Et ce, grâce à des pratiques commerciales biaisées par les avantages que certains opérateurs pourraient tirer de leur situation de dominance sur l’un des marchés concernés, et grâce en particulier à un processus de changement d’opérateur rendu plus complexe avec des offres groupées et de l’utilisation croisée de leur base de clientèle.

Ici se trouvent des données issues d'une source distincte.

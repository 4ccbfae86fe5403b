pub use super::custom_list_entries::Entity as CustomListEntries;
pub use super::custom_lists::Entity as CustomLists;
pub use super::developers::Entity as Developers;
pub use super::game_developers::Entity as GameDevelopers;
pub use super::game_genres::Entity as GameGenres;
pub use super::game_platforms::Entity as GamePlatforms;
pub use super::game_publishers::Entity as GamePublishers;
pub use super::games::Entity as Games;
pub use super::genres::Entity as Genres;
pub use super::platforms::Entity as Platforms;
pub use super::publishers::Entity as Publishers;
pub use super::user_games::Entity as UserGames;
//! `SeaORM` implementation of the `ListService` trait.

use crate::config::CatalogConfig;
use crate::db::Store;
use crate::domain::{EntryStatus, GameId, ListId, UserId};
use crate::entities::{custom_list_entries, custom_lists};
use crate::models::{ListEntry, ListSummary};
use crate::services::list_service::{
    AddToListRequest, CreateListRequest, UpdateEntryRequest, UpdateListRequest,
};
use crate::services::{ListError, ListService};
use crate::slug::{dedup_with_counter, slugify};

const MAX_NAME_CHARS: usize = 100;
const MAX_DESCRIPTION_CHARS: usize = 500;

/// SeaORM-based implementation of the `ListService` trait.
pub struct SeaOrmListService {
    store: Store,
    catalog: CatalogConfig,
}

impl SeaOrmListService {
    #[must_use]
    pub const fn new(store: Store, catalog: CatalogConfig) -> Self {
        Self { store, catalog }
    }

    fn validate_name(name: &str) -> Result<&str, ListError> {
        let trimmed = name.trim();
        if trimmed.is_empty() {
            return Err(ListError::Validation("list name must not be empty".to_string()));
        }
        if trimmed.chars().count() > MAX_NAME_CHARS {
            return Err(ListError::Validation(format!(
                "list name must be at most {MAX_NAME_CHARS} characters"
            )));
        }
        Ok(trimmed)
    }

    fn validate_description(description: Option<&str>) -> Result<(), ListError> {
        if let Some(text) = description
            && text.chars().count() > MAX_DESCRIPTION_CHARS
        {
            return Err(ListError::Validation(format!(
                "description must be at most {MAX_DESCRIPTION_CHARS} characters"
            )));
        }
        Ok(())
    }

    fn parse_status(status: Option<&str>) -> Result<Option<EntryStatus>, ListError> {
        status
            .map(|s| {
                s.parse().map_err(|err: crate::domain::UnknownStatus| {
                    ListError::Validation(err.to_string())
                })
            })
            .transpose()
    }

    fn validate_score(score: Option<i32>) -> Result<(), ListError> {
        if let Some(value) = score
            && !(1..=10).contains(&value)
        {
            return Err(ListError::Validation(format!(
                "score must be between 1 and 10, got {value}"
            )));
        }
        Ok(())
    }

    /// Derives a slug for `name` that no other list of this owner uses.
    async fn owner_unique_slug(
        &self,
        owner: i32,
        name: &str,
        exclude: Option<i32>,
    ) -> Result<String, ListError> {
        let base = slugify(name);
        let base = if base.is_empty() { "list".to_string() } else { base };
        let taken = self.store.owner_list_slugs(owner, exclude).await?;
        Ok(dedup_with_counter(&base, &taken))
    }

    async fn require_list(&self, list_id: ListId) -> Result<custom_lists::Model, ListError> {
        self.store
            .get_list(list_id.value())
            .await?
            .ok_or(ListError::ListNotFound(list_id))
    }

    fn cover_limit(&self) -> usize {
        usize::try_from(self.catalog.cover_image_limit).unwrap_or(usize::MAX)
    }

    fn summary(list: custom_lists::Model, game_count: i64, cover_images: Vec<String>) -> ListSummary {
        ListSummary {
            id: ListId::new(list.id),
            owner: UserId::new(list.user_id),
            name: list.name,
            slug: list.slug,
            description: list.description,
            cover_color: list.cover_color,
            is_public: list.is_public,
            game_count,
            cover_images,
        }
    }

    fn entry_view(model: custom_list_entries::Model) -> Result<ListEntry, ListError> {
        let status = model
            .status
            .as_deref()
            .map(str::parse)
            .transpose()
            .map_err(|err: crate::domain::UnknownStatus| {
                ListError::Database(format!(
                    "stored status for game {} in list {} is corrupt: {err}",
                    model.game_id, model.list_id
                ))
            })?;
        Ok(ListEntry {
            list_id: ListId::new(model.list_id),
            game_id: GameId::new(model.game_id),
            position: model.position,
            note: model.note,
            status,
            score: model.score,
            added_at: model.added_at,
        })
    }
}

#[async_trait::async_trait]
impl ListService for SeaOrmListService {
    async fn create_list(&self, request: CreateListRequest) -> Result<ListSummary, ListError> {
        let name = Self::validate_name(&request.name)?.to_string();
        Self::validate_description(request.description.as_deref())?;

        let owner = request.owner.value();
        let count = self.store.count_lists_for_owner(owner).await?;
        if count >= self.catalog.max_lists_per_user {
            return Err(ListError::LimitExceeded(self.catalog.max_lists_per_user));
        }

        let slug = self.owner_unique_slug(owner, &name, None).await?;
        let list = self
            .store
            .insert_list(
                owner,
                &name,
                &slug,
                request.description.as_deref(),
                request.cover_color.as_deref(),
                request.is_public,
            )
            .await?;

        Ok(Self::summary(list, 0, Vec::new()))
    }

    async fn update_list(
        &self,
        list_id: ListId,
        request: UpdateListRequest,
    ) -> Result<(), ListError> {
        let existing = self.require_list(list_id).await?;
        Self::validate_description(request.description.as_deref())?;

        let mut new_name = None;
        let mut new_slug = None;
        if let Some(name) = request.name.as_deref() {
            let name = Self::validate_name(name)?;
            if name != existing.name {
                new_slug = Some(
                    self.owner_unique_slug(existing.user_id, name, Some(existing.id))
                        .await?,
                );
            }
            new_name = Some(name.to_string());
        }

        self.store
            .update_list(
                list_id.value(),
                new_name.as_deref(),
                new_slug.as_deref(),
                request.description.as_deref(),
                request.cover_color.as_deref(),
                request.is_public,
            )
            .await?;
        Ok(())
    }

    async fn delete_list(&self, list_id: ListId) -> Result<(), ListError> {
        if self.store.delete_list(list_id.value()).await? {
            Ok(())
        } else {
            Err(ListError::ListNotFound(list_id))
        }
    }

    async fn lists_for_owner(&self, owner: UserId) -> Result<Vec<ListSummary>, ListError> {
        let rows = self
            .store
            .lists_with_stats(owner.value(), self.cover_limit())
            .await?;
        Ok(rows
            .into_iter()
            .map(|(list, count, covers)| Self::summary(list, count, covers))
            .collect())
    }

    async fn add_game_to_list(
        &self,
        list_id: ListId,
        game_id: GameId,
        request: AddToListRequest,
    ) -> Result<ListEntry, ListError> {
        self.require_list(list_id).await?;

        if self
            .store
            .get_list_entry(list_id.value(), game_id.value())
            .await?
            .is_some()
        {
            return Err(ListError::AlreadyInList { list_id, game_id });
        }

        let status = Self::parse_status(request.status.as_deref())?;
        Self::validate_score(request.score)?;

        let position = self
            .store
            .max_list_position(list_id.value())
            .await?
            .map_or(1, |max| max + 1);

        let model = self
            .store
            .insert_list_entry(
                list_id.value(),
                game_id.value(),
                position,
                request.note.as_deref(),
                status.map(|s| s.as_str()),
                request.score,
            )
            .await?;

        Self::entry_view(model)
    }

    async fn update_list_entry(
        &self,
        list_id: ListId,
        game_id: GameId,
        request: UpdateEntryRequest,
    ) -> Result<(), ListError> {
        if self
            .store
            .get_list_entry(list_id.value(), game_id.value())
            .await?
            .is_none()
        {
            return Err(ListError::EntryNotFound { list_id, game_id });
        }

        let status = Self::parse_status(request.status.as_deref())?;
        Self::validate_score(request.score)?;

        self.store
            .update_list_entry(
                list_id.value(),
                game_id.value(),
                request.note.as_deref(),
                status.map(|s| s.as_str()),
                request.score,
            )
            .await?;
        Ok(())
    }

    async fn remove_from_list(&self, list_id: ListId, game_id: GameId) -> Result<(), ListError> {
        if self
            .store
            .remove_list_entry(list_id.value(), game_id.value())
            .await?
        {
            Ok(())
        } else {
            Err(ListError::EntryNotFound { list_id, game_id })
        }
    }

    async fn entries(&self, list_id: ListId) -> Result<Vec<ListEntry>, ListError> {
        self.require_list(list_id).await?;
        let rows = self.store.list_entries(list_id.value()).await?;
        rows.into_iter().map(Self::entry_view).collect()
    }
}
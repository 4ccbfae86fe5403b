pub mod entity_resolver;
pub use entity_resolver::EntityResolver;

pub mod ingest_service;
pub use ingest_service::{IngestError, IngestService};

pub mod ingest_service_impl;
pub use ingest_service_impl::SeaOrmIngestService;

pub mod collection_service;
pub use collection_service::{CollectionError, CollectionService};

pub mod collection_service_impl;
pub use collection_service_impl::SeaOrmCollectionService;

pub mod list_service;
pub use list_service::{
    AddToListRequest, CreateListRequest, ListError, ListService, UpdateEntryRequest,
    UpdateListRequest,
};

pub mod list_service_impl;
pub use list_service_impl::SeaOrmListService;
use crate::entities::{custom_list_entries, custom_lists, games};
use anyhow::Result;
use chrono::Utc;
use sea_orm::{
    ColumnTrait, DatabaseConnection, EntityTrait, FromQueryResult, JoinType, PaginatorTrait,
    QueryFilter, QueryOrder, QuerySelect, RelationTrait, Set,
};
use std::collections::HashMap;

#[derive(Debug, FromQueryResult)]
struct EntryCountRow {
    list_id: i32,
    entry_count: i64,
}

#[derive(Debug, FromQueryResult)]
struct CoverRow {
    list_id: i32,
    image: String,
}

/// Repository for custom lists and their ordered membership rows.
pub struct ListRepository {
    conn: DatabaseConnection,
}

impl ListRepository {
    pub const fn new(conn: DatabaseConnection) -> Self {
        Self { conn }
    }

    // ========================================================================
    // List Operations
    // ========================================================================

    pub async fn count_for_owner(&self, user_id: i32) -> Result<u64> {
        let count = custom_lists::Entity::find()
            .filter(custom_lists::Column::UserId.eq(user_id))
            .count(&self.conn)
            .await?;
        Ok(count)
    }

    /// Slugs already taken within one owner's scope, optionally excluding
    /// the list being renamed.
    pub async fn slugs_for_owner(&self, user_id: i32, exclude: Option<i32>) -> Result<Vec<String>> {
        let mut query = custom_lists::Entity::find()
            .select_only()
            .column(custom_lists::Column::Slug)
            .filter(custom_lists::Column::UserId.eq(user_id));

        if let Some(list_id) = exclude {
            query = query.filter(custom_lists::Column::Id.ne(list_id));
        }

        let slugs = query.into_tuple::<String>().all(&self.conn).await?;
        Ok(slugs)
    }

    pub async fn get(&self, list_id: i32) -> Result<Option<custom_lists::Model>> {
        let model = custom_lists::Entity::find_by_id(list_id)
            .one(&self.conn)
            .await?;
        Ok(model)
    }

    pub async fn insert(
        &self,
        user_id: i32,
        name: &str,
        slug: &str,
        description: Option<&str>,
        cover_color: Option<&str>,
        is_public: bool,
    ) -> Result<custom_lists::Model> {
        let model = custom_lists::ActiveModel {
            user_id: Set(user_id),
            name: Set(name.to_string()),
            slug: Set(slug.to_string()),
            description: Set(description.map(str::to_string)),
            cover_color: Set(cover_color.map(str::to_string)),
            is_public: Set(is_public),
            created_at: Set(Utc::now().to_rfc3339()),
            ..Default::default()
        };

        let result = custom_lists::Entity::insert(model).exec(&self.conn).await?;
        let created = custom_lists::Entity::find_by_id(result.last_insert_id)
            .one(&self.conn)
            .await?
            .ok_or_else(|| anyhow::anyhow!("created list {} not found", result.last_insert_id))?;
        Ok(created)
    }

    pub async fn update(
        &self,
        list_id: i32,
        name: Option<&str>,
        slug: Option<&str>,
        description: Option<&str>,
        cover_color: Option<&str>,
        is_public: Option<bool>,
    ) -> Result<()> {
        let mut model = custom_lists::ActiveModel {
            id: Set(list_id),
            ..Default::default()
        };
        if let Some(name) = name {
            model.name = Set(name.to_string());
        }
        if let Some(slug) = slug {
            model.slug = Set(slug.to_string());
        }
        if let Some(description) = description {
            model.description = Set(Some(description.to_string()));
        }
        if let Some(cover_color) = cover_color {
            model.cover_color = Set(Some(cover_color.to_string()));
        }
        if let Some(is_public) = is_public {
            model.is_public = Set(is_public);
        }
        custom_lists::Entity::update(model).exec(&self.conn).await?;
        Ok(())
    }

    /// Deletes a list and, transitively, its membership rows.
    pub async fn delete(&self, list_id: i32) -> Result<bool> {
        custom_list_entries::Entity::delete_many()
            .filter(custom_list_entries::Column::ListId.eq(list_id))
            .exec(&self.conn)
            .await?;

        let result = custom_lists::Entity::delete_by_id(list_id)
            .exec(&self.conn)
            .await?;
        Ok(result.rows_affected > 0)
    }

    /// Lists of one owner with their derived game counts and up to `cover_limit`
    /// representative cover images, batched to avoid per-list queries.
    pub async fn lists_with_stats(
        &self,
        user_id: i32,
        cover_limit: usize,
    ) -> Result<Vec<(custom_lists::Model, i64, Vec<String>)>> {
        let lists = custom_lists::Entity::find()
            .filter(custom_lists::Column::UserId.eq(user_id))
            .order_by_asc(custom_lists::Column::CreatedAt)
            .all(&self.conn)
            .await?;

        if lists.is_empty() {
            return Ok(Vec::new());
        }

        let list_ids: Vec<i32> = lists.iter().map(|l| l.id).collect();

        let counts: HashMap<i32, i64> = custom_list_entries::Entity::find()
            .select_only()
            .column(custom_list_entries::Column::ListId)
            .column_as(custom_list_entries::Column::GameId.count(), "entry_count")
            .filter(custom_list_entries::Column::ListId.is_in(list_ids.clone()))
            .group_by(custom_list_entries::Column::ListId)
            .into_model::<EntryCountRow>()
            .all(&self.conn)
            .await?
            .into_iter()
            .map(|row| (row.list_id, row.entry_count))
            .collect();

        let cover_rows = custom_list_entries::Entity::find()
            .select_only()
            .column(custom_list_entries::Column::ListId)
            .column_as(games::Column::Image, "image")
            .join(
                JoinType::InnerJoin,
                custom_list_entries::Relation::Games.def(),
            )
            .filter(custom_list_entries::Column::ListId.is_in(list_ids))
            .filter(games::Column::Image.is_not_null())
            .order_by_asc(custom_list_entries::Column::ListId)
            .order_by_asc(custom_list_entries::Column::Position)
            .into_model::<CoverRow>()
            .all(&self.conn)
            .await?;

        let mut covers: HashMap<i32, Vec<String>> = HashMap::new();
        for row in cover_rows {
            let images = covers.entry(row.list_id).or_default();
            if images.len() < cover_limit {
                images.push(row.image);
            }
        }

        Ok(lists
            .into_iter()
            .map(|list| {
                let count = counts.get(&list.id).copied().unwrap_or(0);
                let images = covers.remove(&list.id).unwrap_or_default();
                (list, count, images)
            })
            .collect())
    }

    // ========================================================================
    // Entry Operations
    // ========================================================================

    pub async fn entry(
        &self,
        list_id: i32,
        game_id: i32,
    ) -> Result<Option<custom_list_entries::Model>> {
        let model = custom_list_entries::Entity::find_by_id((list_id, game_id))
            .one(&self.conn)
            .await?;
        Ok(model)
    }

    pub async fn entries_for_list(&self, list_id: i32) -> Result<Vec<custom_list_entries::Model>> {
        let rows = custom_list_entries::Entity::find()
            .filter(custom_list_entries::Column::ListId.eq(list_id))
            .order_by_asc(custom_list_entries::Column::Position)
            .all(&self.conn)
            .await?;
        Ok(rows)
    }

    pub async fn max_position(&self, list_id: i32) -> Result<Option<i32>> {
        let max = custom_list_entries::Entity::find()
            .select_only()
            .column_as(custom_list_entries::Column::Position.max(), "max_position")
            .filter(custom_list_entries::Column::ListId.eq(list_id))
            .into_tuple::<Option<i32>>()
            .one(&self.conn)
            .await?
            .flatten();
        Ok(max)
    }

    pub async fn insert_entry(
        &self,
        list_id: i32,
        game_id: i32,
        position: i32,
        note: Option<&str>,
        status: Option<&str>,
        score: Option<i32>,
    ) -> Result<custom_list_entries::Model> {
        let added_at = Utc::now().to_rfc3339();
        let model = custom_list_entries::ActiveModel {
            list_id: Set(list_id),
            game_id: Set(game_id),
            position: Set(position),
            note: Set(note.map(str::to_string)),
            status: Set(status.map(str::to_string)),
            score: Set(score),
            added_at: Set(added_at.clone()),
        };
        custom_list_entries::Entity::insert(model)
            .exec(&self.conn)
            .await?;

        Ok(custom_list_entries::Model {
            list_id,
            game_id,
            position,
            note: note.map(str::to_string),
            status: status.map(str::to_string),
            score,
            added_at,
        })
    }

    pub async fn update_entry(
        &self,
        list_id: i32,
        game_id: i32,
        note: Option<&str>,
        status: Option<&str>,
        score: Option<i32>,
    ) -> Result<()> {
        let mut model = custom_list_entries::ActiveModel {
            list_id: Set(list_id),
            game_id: Set(game_id),
            ..Default::default()
        };
        if let Some(note) = note {
            model.note = Set(Some(note.to_string()));
        }
        if let Some(status) = status {
            model.status = Set(Some(status.to_string()));
        }
        if let Some(score) = score {
            model.score = Set(Some(score));
        }
        custom_list_entries::Entity::update(model)
            .exec(&self.conn)
            .await?;
        Ok(())
    }

    pub async fn delete_entry(&self, list_id: i32, game_id: i32) -> Result<bool> {
        let result = custom_list_entries::Entity::delete_by_id((list_id, game_id))
            .exec(&self.conn)
            .await?;
        Ok(result.rows_affected > 0)
    }
}
//! Command-line translator from `XPath` location paths to CSS selectors.
//!
//! Translates expressions given as arguments or read from a file (one per
//! line), printing one selector per line. Errors go to stderr with the
//! expression's origin, and the exit code reflects the worst failure.

use std::fmt::Write as _;
use std::fs;
use std::io::{self, Read, Write};
use std::process::ExitCode;
use std::time::Instant;

use clap::Parser;

use xpath2css::css::to_selector;
use xpath2css::xpath::parse;

// ---------------------------------------------------------------------------
// CLI argument definitions
// ---------------------------------------------------------------------------

/// xpath2css -- translate `XPath` location paths to CSS selectors.
///
/// Accepts the abbreviated child/descendant subset: tag and wildcard node
/// tests, attribute comparisons, position filters, and `contains`.
#[derive(Parser, Debug)]
#[command(name = "xpath2css", version, about, long_about = None)]
struct Cli {
    /// Expressions to translate.
    #[arg(required_unless_present = "file")]
    exprs: Vec<String>,

    /// Read expressions from a file, one per line (use `-` for stdin).
    #[arg(long, value_name = "FILE")]
    file: Option<String>,

    /// Check the expressions without printing selectors.
    #[arg(long)]
    check: bool,

    /// Save output to a file instead of stdout.
    #[arg(long, value_name = "FILE")]
    output: Option<String>,

    /// Print the parsed steps instead of the selector.
    #[arg(long)]
    debug: bool,

    /// Print timing information for parsing and rendering.
    #[arg(long)]
    timing: bool,
}

// ---------------------------------------------------------------------------
// Exit codes
// ---------------------------------------------------------------------------

const EXIT_SUCCESS: u8 = 0;
const EXIT_TRANSLATE_ERROR: u8 = 1;

// ---------------------------------------------------------------------------
// Main entry point
// ---------------------------------------------------------------------------

fn main() -> ExitCode {
    let cli = Cli::parse();
    let mut worst_exit: u8 = EXIT_SUCCESS;
    let mut output = String::new();

    for expr in &cli.exprs {
        let exit = process_expression(&cli, expr, expr, &mut output);
        if exit > worst_exit {
            worst_exit = exit;
        }
    }

    if let Some(ref file) = cli.file {
        match read_expressions(file) {
            Ok(lines) => {
                for (line_no, expr) in &lines {
                    let origin = format!("{file}:{line_no}");
                    let exit = process_expression(&cli, &origin, expr, &mut output);
                    if exit > worst_exit {
                        worst_exit = exit;
                    }
                }
            }
            Err(e) => {
                eprintln!("{file}: failed to read: {e}");
                worst_exit = EXIT_TRANSLATE_ERROR;
            }
        }
    }

    if !output.is_empty() {
        write_output(&cli, &output);
    }

    ExitCode::from(worst_exit)
}

/// Translates a single expression, appending its output line, and returns
/// an exit code. `origin` names the expression in error messages.
fn process_expression(cli: &Cli, origin: &str, expr: &str, out: &mut String) -> u8 {
    let start_parse = Instant::now();

    let steps = match parse(expr) {
        Ok(steps) => steps,
        Err(e) => {
            eprintln!("{origin}: {e}");
            return EXIT_TRANSLATE_ERROR;
        }
    };

    if cli.timing {
        eprintln!("Parsing took {:?}", start_parse.elapsed());
    }

    if cli.debug {
        for (i, step) in steps.iter().enumerate() {
            let _ = writeln!(out, "step {}: {step}", i + 1);
        }
        return EXIT_SUCCESS;
    }

    let start_render = Instant::now();

    let selector = match to_selector(&steps) {
        Ok(selector) => selector,
        Err(e) => {
            eprintln!("{origin}: {e}");
            return EXIT_TRANSLATE_ERROR;
        }
    };

    if cli.timing {
        eprintln!("Rendering took {:?}", start_render.elapsed());
    }

    if !cli.check {
        out.push_str(&selector);
        out.push('\n');
    }
    EXIT_SUCCESS
}

// ---------------------------------------------------------------------------
// Input reading
// ---------------------------------------------------------------------------

/// Reads expressions from a file or stdin (when the name is `-`), keeping
/// 1-based line numbers and skipping blank lines.
fn read_expressions(filename: &str) -> io::Result<Vec<(usize, String)>> {
    let content = if filename == "-" {
        let mut buf = String::new();
        io::stdin().read_to_string(&mut buf)?;
        buf
    } else {
        fs::read_to_string(filename)?
    };

    let mut expressions = Vec::new();
    for (idx, line) in content.lines().enumerate() {
        if !line.trim().is_empty() {
            expressions.push((idx + 1, line.to_string()));
        }
    }
    Ok(expressions)
}

// ---------------------------------------------------------------------------
// Output writing
// ---------------------------------------------------------------------------

/// Writes output to stdout or to the file specified by --output.
fn write_output(cli: &Cli, content: &str) {
    if let Some(ref output_file) = cli.output {
        if let Err(e) = fs::write(output_file, content) {
            eprintln!("{output_file}: failed to write: {e}");
        }
    } else {
        print!("{content}");
        let _ = io::stdout().flush();
    }
}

Cross-selling autorisé pour Orange
Dans son avis du 14 juin 2010 (2), l’Autorité de la concurrence analyse les effets de
ces pratiques commerciales en se concentrant sur l’utilisation croisée des bases de clientèle (« cross-selling ») dans un contexte de ventes couplées (« bundles »). En effet, l’Autorité de la concurrence ne semble pas inquiète outre-mesure des risques de distorsion de concurrence que pourrait emporter l’utilisation croisée de ses bases de clientèle par Orange, alors que cet opérateur est « susceptible de détenir une position dominante sur le marché du détail du haut débit ». Cette position se fonde sur deux constats : les bases de clientèle acquises, dans le cadre d’une compétition par les mérites, ne constituent pas des informations privilégiées, non reproductibles par les concurrents ; l’évolution récente des parts de marché en faveur de SFR et de Bouygues Télécom serait davantage liée à l’attractivité tarifaire des nouvelles offres de couplage proposées aux consommateurs, ou à d’autres facteurs comme la qualité de service, qu’à l’utilisation croisée de bases de clientèle. En revanche, selon l’Autorité, les offres convergentes d’Orange présenteraient, en elles-mêmes, des risques pour la concurrence, notamment en termes de verrouillage du marché.

Plusieurs risques concurrentiels
L’Autorité identifie en effet plusieurs risques de nature concurrentielle, liés intrinsèquement à la nature même des offres de convergence. En particulier l’Autorité met en avant le risque de voir s’accroître les coûts de sortie pour un consommateur qui souhaiterait changer d’opérateur, dans la mesure où les nouveaux services à valeur ajoutée proposés dans le cadre d’offres convergentes – applications, téléchargements audio, vidéo ou de jeux, espace de stockage, etc. – constituent des freins supplémentaires à ce changement et viennent s’ajouter aux durées longues d’abonnement. Il existe aussi un risque de verrouillage, non seulement des clients, mais aussi des foyers dans la mesure où les avantages techniques ou tarifaires des offres de couplage et de convergence inciteraient ses membres à migrer vers le même opérateur pour tous leurs besoins, dans un mouvement qui ne peut qu’avantager les opérateurs qui disposent des meilleures parts de marché (« effet club »). Enfin, l’Autorité de la concurrence met en garde contre le risque d’une distorsion générale de concurrence au profit des trois opérateurs mobiles en place (Orange, SFR et Bouygues Telecom) et au détriment des autres opérateurs.
Les sages de la rue de L’échelle notent d’ailleurs que, compte tenu des barrières à l’entrée sur le marché mobile et de l’orientation du marché vers le modèle d’opérateur universel proposant au consommateur des offres « tout en un », un opérateur fixe, même efficace, qui ne pourrait pénétrer le marché mobile, risquerait à terme l’éviction. Ce risque pourrait être atténué par l’arrivée de Free sur le marché de la mobilité, sous réserve qu’il puisse bénéficier d’une prestation d’itinérance – dans des conditions raisonnables – sur l’un des réseaux en place, non seulement pour la 2G mais aussi pour la 3G. Or, note le gendarme de la concurrence, il semblerait que les négociations butent actuellement sur ce point. Pour prévenir les risques de verrouillage du marché, l’Autorité de la concurrence propose alors de renforcer les mesures en faveur des consommateurs, notamment en matière de durée d’engagement et de réengagement des clients souscrivant à une offre de couplage, ainsi que de synchronisation du terme des abonnements aux services haut débit et mobile, de standardisation de certaines fonctionnalités pour en assurer l’interopérabilité.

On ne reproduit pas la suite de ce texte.